Assemblyman pushes tougher sentencing for game violence


Gatto enjoyed going to Dodger games as a kid while his dad sold peanuts in the stands. He wants California kids to have the same safe experience at all professional games.

Two men were shot, another was beaten unconscious in a restroom and many fights broke out at Saturday's NFL football game between the San Francisco 49ers and the Oakland Raiders at San Francisco's Candlestick Park.

That comes months after two men beat up San Francisco Giants fan Bryan Stow on opening day outside Dodger Stadium, putting him in the hospital with brain damage.

The incidents make many fans think twice about attending a game.

"Yeah, I'm really concerned. I don't really think I want to take any of my kids over here since my own safety is not guaranteed," said sports fan Adeshoji Adeyinka.

"I can't remember a time when there was this much violence in sporting events," said state Assemblyman Mike Gatto (D-L.A.).

Gatto is fed up and is introducing legislation that enhances the sentences of those convicted of fighting at games.

"Going to a baseball, football game is part of being a kid, and I just don't think parents should live in fear of the thugs at these sporting events," said Gatto.

But California's severely overcrowded prison system can't handle keeping inmates for longer sentences. In fact, California is under orders from the U.S. Supreme Court to relieve prison overcrowding.

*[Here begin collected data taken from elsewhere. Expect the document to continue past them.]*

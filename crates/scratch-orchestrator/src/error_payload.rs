//! JSON error bodies returned by the HTTP layer.

const MAX_MESSAGE_BYTES: usize = 4 * 1024;
const MAX_HINT_BYTES: usize = 1024;

#[derive(Debug, Clone, PartialEq, Eq, serde::Serialize, serde::Deserialize)]
pub struct ErrorBody {
    pub error: String,
    pub code: String,
    #[serde(default, skip_serializing_if = "Option::is_none")]
    pub hint: Option<String>,
}

impl ErrorBody {
    pub fn new(code: &str, message: impl Into<String>) -> Self {
        Self {
            error: truncate_utf8(&message.into(), MAX_MESSAGE_BYTES),
            code: code.to_string(),
            hint: None,
        }
    }

    pub fn with_hint(mut self, hint: impl Into<String>) -> Self {
        self.hint = Some(truncate_utf8(&hint.into(), MAX_HINT_BYTES));
        self
    }
}

fn truncate_utf8(s: &str, max_bytes: usize) -> String {
    if s.len() <= max_bytes {
        return s.to_string();
    }

    let suffix = "…(truncated)";
    let keep = max_bytes.saturating_sub(suffix.len()).max(1);
    let mut end = keep.min(s.len());
    while end > 0 && !s.is_char_boundary(end) {
        end -= 1;
    }
    let mut out = s[..end].to_string();
    out.push_str(suffix);
    out
}
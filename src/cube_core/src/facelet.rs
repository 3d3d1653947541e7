use itertools::Itertools;
use thiserror::Error;

use crate::cubie::CubieCube;
use crate::moves::Face;

// Sticker indices (face * 9 + position, positions in reading order) of
// the facelets of each corner slot: the U/D facelet first, then clockwise
// around the piece.
const CORNER_FACELETS: [[usize; 3]; 8] = [
    [8, 9, 20],   // URF
    [6, 18, 38],  // UFL
    [0, 36, 47],  // ULB
    [2, 45, 11],  // UBR
    [29, 26, 15], // DFR
    [27, 44, 24], // DLF
    [33, 53, 42], // DBL
    [35, 17, 51], // DRB
];

const EDGE_FACELETS: [[usize; 2]; 12] = [
    [5, 10],  // UR
    [7, 19],  // UF
    [3, 37],  // UL
    [1, 46],  // UB
    [32, 16], // DR
    [28, 25], // DF
    [30, 43], // DL
    [34, 52], // DB
    [23, 12], // FR
    [21, 41], // FL
    [50, 39], // BL
    [48, 14], // BR
];

// Colors of each piece, in the same facelet order as above.
const CORNER_COLORS: [[Face; 3]; 8] = [
    [Face::U, Face::R, Face::F],
    [Face::U, Face::F, Face::L],
    [Face::U, Face::L, Face::B],
    [Face::U, Face::B, Face::R],
    [Face::D, Face::F, Face::R],
    [Face::D, Face::L, Face::F],
    [Face::D, Face::B, Face::L],
    [Face::D, Face::R, Face::B],
];

const EDGE_COLORS: [[Face; 2]; 12] = [
    [Face::U, Face::R],
    [Face::U, Face::F],
    [Face::U, Face::L],
    [Face::U, Face::B],
    [Face::D, Face::R],
    [Face::D, Face::F],
    [Face::D, Face::L],
    [Face::D, Face::B],
    [Face::F, Face::R],
    [Face::F, Face::L],
    [Face::B, Face::L],
    [Face::B, Face::R],
];

// Color letters of the unfolded-diagram format.
fn color_to_face(color: char) -> Option<Face> {
    match color {
        'O' => Some(Face::U),
        'B' => Some(Face::R),
        'W' => Some(Face::F),
        'R' => Some(Face::D),
        'G' => Some(Face::L),
        'Y' => Some(Face::B),
        _ => None,
    }
}

/// The unfolded diagram is not nine lines of face characters in the
/// expected columns.
#[derive(Error, Debug, Clone, PartialEq, Eq)]
pub enum DiagramError {
    #[error("the diagram has {0} lines, expected 9")]
    TooFewLines(usize),
    #[error("line {line} ends before the face character expected at column {col}")]
    LineTooShort { line: usize, col: usize },
    #[error("unknown color {found:?} at line {line}, column {col}")]
    UnknownColor {
        line: usize,
        col: usize,
        found: char,
    },
}

/// The stickers are legal colors but do not assemble into real pieces.
#[derive(Error, Debug, Clone, Copy, PartialEq, Eq)]
pub enum FaceletError {
    #[error("the stickers at corner slot {0} do not form a corner piece")]
    UnrecognizedCorner(usize),
    #[error("the stickers at edge slot {0} do not form an edge piece")]
    UnrecognizedEdge(usize),
}

/// Sticker-level cube state: 54 face colors in U, R, F, D, L, B order,
/// nine per face in reading order.
#[derive(Debug, Clone, PartialEq, Eq)]
pub struct FaceletCube {
    pub stickers: [Face; 54],
}

impl Default for FaceletCube {
    fn default() -> Self {
        let mut stickers = [Face::U; 54];
        for (i, sticker) in stickers.iter_mut().enumerate() {
            *sticker = Face::from_index(i / 9);
        }
        FaceletCube { stickers }
    }
}

impl FaceletCube {
    /// Parse the nine-line unfolded diagram: the U face at columns 3..6 of
    /// lines 0..3, the L, F, R and B faces side by side at columns 0..12
    /// of lines 3..6, and the D face at columns 3..6 of lines 6..9.
    ///
    /// # Errors
    ///
    /// [`DiagramError`] when the text is shorter than the layout requires
    /// or contains a character outside the color scheme.
    pub fn parse_diagram(text: &str) -> Result<FaceletCube, DiagramError> {
        let lines: Vec<&str> = text.lines().collect();
        if lines.len() < 9 {
            return Err(DiagramError::TooFewLines(lines.len()));
        }

        let mut cube = FaceletCube::default();
        cube.parse_face(&lines, 0, 3, Face::U)?;
        cube.parse_face(&lines, 3, 0, Face::L)?;
        cube.parse_face(&lines, 3, 3, Face::F)?;
        cube.parse_face(&lines, 3, 6, Face::R)?;
        cube.parse_face(&lines, 3, 9, Face::B)?;
        cube.parse_face(&lines, 6, 3, Face::D)?;
        Ok(cube)
    }

    fn parse_face(
        &mut self,
        lines: &[&str],
        start_line: usize,
        start_col: usize,
        face: Face,
    ) -> Result<(), DiagramError> {
        for row in 0..3 {
            let line = start_line + row;
            for col in 0..3 {
                let col_abs = start_col + col;
                let found = lines[line]
                    .chars()
                    .nth(col_abs)
                    .ok_or(DiagramError::LineTooShort {
                        line,
                        col: col_abs,
                    })?;
                let color = color_to_face(found).ok_or(DiagramError::UnknownColor {
                    line,
                    col: col_abs,
                    found,
                })?;
                self.stickers[face.index() * 9 + row * 3 + col] = color;
            }
        }
        Ok(())
    }

    /// Identify the piece and orientation at every slot from its sticker
    /// colors.
    ///
    /// # Errors
    ///
    /// [`FaceletError`] when some slot's colors match no piece, which
    /// happens when the diagram is not a rearrangement of a real cube's
    /// stickers. A well-formed but unsolvable arrangement converts fine
    /// and is caught later by [`CubieCube::verify`].
    pub fn to_cubie(&self) -> Result<CubieCube, FaceletError> {
        let mut cube = CubieCube::SOLVED;

        for (slot, facelets) in CORNER_FACELETS.iter().enumerate() {
            // The facelet showing a U or D color fixes the twist.
            let orient = (0..3)
                .find(|&o| matches!(self.stickers[facelets[o]], Face::U | Face::D))
                .ok_or(FaceletError::UnrecognizedCorner(slot))?;
            let clockwise = self.stickers[facelets[(orient + 1) % 3]];
            let counter = self.stickers[facelets[(orient + 2) % 3]];
            let (piece, _) = CORNER_COLORS
                .iter()
                .find_position(|colors| colors[1] == clockwise && colors[2] == counter)
                .ok_or(FaceletError::UnrecognizedCorner(slot))?;
            cube.corner_perm[slot] = piece as u8;
            cube.corner_orient[slot] = orient as u8;
        }

        for (slot, facelets) in EDGE_FACELETS.iter().enumerate() {
            let colors = [self.stickers[facelets[0]], self.stickers[facelets[1]]];
            let flipped = [colors[1], colors[0]];
            let (piece, orient) = EDGE_COLORS
                .iter()
                .find_position(|&&candidate| candidate == colors)
                .map(|(piece, _)| (piece, 0))
                .or_else(|| {
                    EDGE_COLORS
                        .iter()
                        .find_position(|&&candidate| candidate == flipped)
                        .map(|(piece, _)| (piece, 1))
                })
                .ok_or(FaceletError::UnrecognizedEdge(slot))?;
            cube.edge_perm[slot] = piece as u8;
            cube.edge_orient[slot] = orient;
        }

        Ok(cube)
    }
}
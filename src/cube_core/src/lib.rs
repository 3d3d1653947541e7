#![warn(clippy::pedantic)]
#![allow(
    clippy::cast_possible_truncation,
    clippy::cast_possible_wrap,
    clippy::cast_sign_loss
)]

pub mod coords;
pub mod cubie;
pub mod facelet;
pub mod moves;

pub use cubie::{CubeStateError, CubieCube};
pub use facelet::{DiagramError, FaceletCube, FaceletError};
pub use moves::{Face, Move, MoveParseError, N_MOVES, parse_move_sequence};
#[cfg(test)]
mod tests {
    use super::*;
    use crate::test_tables::TABLES;
    use cube_core::{Face, Move};

    fn scrambled(moves: &[Move]) -> CubieCube {
        let mut cube = CubieCube::SOLVED;
        cube.apply_moves(moves);
        cube
    }

    fn assert_solves(cube: &CubieCube) -> Solution {
        let solver = TwoPhaseSolver::new(&TABLES);
        let solution = solver.solve(cube).unwrap();
        let mut replay = cube.clone();
        replay.apply_moves(solution.moves());
        assert!(replay.is_solved(), "{solution} does not solve the cube");
        assert!(solution.len() <= 25);
        solution
    }

    #[test]
    fn already_solved_cube_needs_no_moves() {
        let solution = assert_solves(&CubieCube::SOLVED);
        assert!(solution.is_empty());
    }

    #[test]
    fn single_quarter_turn_is_undone() {
        let solution = assert_solves(&scrambled(&[Move { face: Face::U, turns: 1 }]));
        assert_eq!(solution.to_string(), "UUU");
    }

    #[test]
    fn half_turn_is_undone_by_a_half_turn() {
        let solution = assert_solves(&scrambled(&[Move { face: Face::U, turns: 2 }]));
        assert_eq!(solution.to_string(), "UU");
    }

    #[test]
    fn every_single_move_scramble_solves() {
        for index in 0..cube_core::N_MOVES {
            let solution = assert_solves(&scrambled(&[Move::from_index(index)]));
            assert!(solution.len() <= 2);
        }
    }

    #[test]
    fn invalid_cubes_are_rejected_before_searching() {
        let solver = TwoPhaseSolver::new(&TABLES);

        let mut twisted = CubieCube::SOLVED;
        twisted.corner_orient[0] = 1;
        let err = solver.solve(&twisted).unwrap_err();
        assert_eq!(err.code(), 5);

        let mut swapped = CubieCube::SOLVED;
        swapped.edge_perm.swap(0, 1);
        let err = solver.solve(&swapped).unwrap_err();
        assert_eq!(err.code(), 6);

        let mut duplicated = CubieCube::SOLVED;
        duplicated.edge_perm[0] = 1;
        let err = solver.solve(&duplicated).unwrap_err();
        assert_eq!(err.code(), 2);
    }

    #[test]
    fn zero_timeout_reports_timeout() {
        let mut solver = TwoPhaseSolver::new(&TABLES);
        solver.timeout = Duration::ZERO;
        let cube = scrambled(&[
            Move { face: Face::R, turns: 1 },
            Move { face: Face::U, turns: 1 },
            Move { face: Face::F, turns: 3 },
        ]);
        let err = solver.solve(&cube).unwrap_err();
        assert_eq!(err, SolveError::Timeout);
        assert_eq!(err.code(), 8);
    }

    #[test]
    fn exhausted_depth_reports_error() {
        let mut solver = TwoPhaseSolver::new(&TABLES);
        solver.max_depth = 1;
        let cube = scrambled(&[
            Move { face: Face::R, turns: 1 },
            Move { face: Face::U, turns: 1 },
            Move { face: Face::F, turns: 3 },
            Move { face: Face::D, turns: 2 },
            Move { face: Face::B, turns: 1 },
        ]);
        let err = solver.solve(&cube).unwrap_err();
        assert_eq!(err, SolveError::DepthExhausted);
        assert_eq!(err.code(), 7);
    }
}
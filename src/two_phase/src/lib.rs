#![warn(clippy::pedantic)]
#![allow(
    clippy::cast_possible_truncation,
    clippy::cast_possible_wrap,
    clippy::cast_sign_loss
)]

pub mod solution;
pub mod solver;
pub mod tables;

pub use solution::Solution;
pub use solver::{SolveError, TwoPhaseSolver};
pub use tables::Tables;

#[macro_export]
macro_rules! start {
    ($msg:expr) => {
        concat!("⏳ ", $msg)
    };
}

#[macro_export]
macro_rules! working {
    ($msg:expr) => {
        concat!("🛠  ", $msg)
    };
}

#[macro_export]
macro_rules! success {
    ($msg:expr) => {
        concat!("✅ ", $msg)
    };
}

#[cfg(test)]
pub(crate) mod test_tables {
    use crate::tables::Tables;
    use std::sync::LazyLock;

    // Generating the tables takes a moment, so every test shares one set.
    pub static TABLES: LazyLock<Tables> = LazyLock::new(Tables::generate);
}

"The problem with sentence enhancements is the offender doesn't know about it when they're committing the crime. So it does nothing to actually prevent the crime from happening," said Matt Gray, Taxpayers for Improving Public Safety.

Some sports fans we spoke with say tougher sentences aren't going to change the atmosphere at games.

"As soon as they get out, they're going to go and beat up somebody else, so no, I don't think it's going to make a difference," said sports fan Michael Schaefer.

"I think you're going to have fools wherever you have the alcohol, and they're going to react accordingly, and make it bad for the rest of us that like to go," said sports fan Rick Uhlman.

"There are a lot of things out there worth fighting for, but the color of someone's jersey is not one of them," said Gatto. "It's just so silly and wrong to get into a fight at a ball game. And I think the sentencing should reflect that."

Gatto's bill also requires each professional team in California to contribute $50,000 a year to a state fund that would be used to offer rewards for information leading to the arrest of suspects.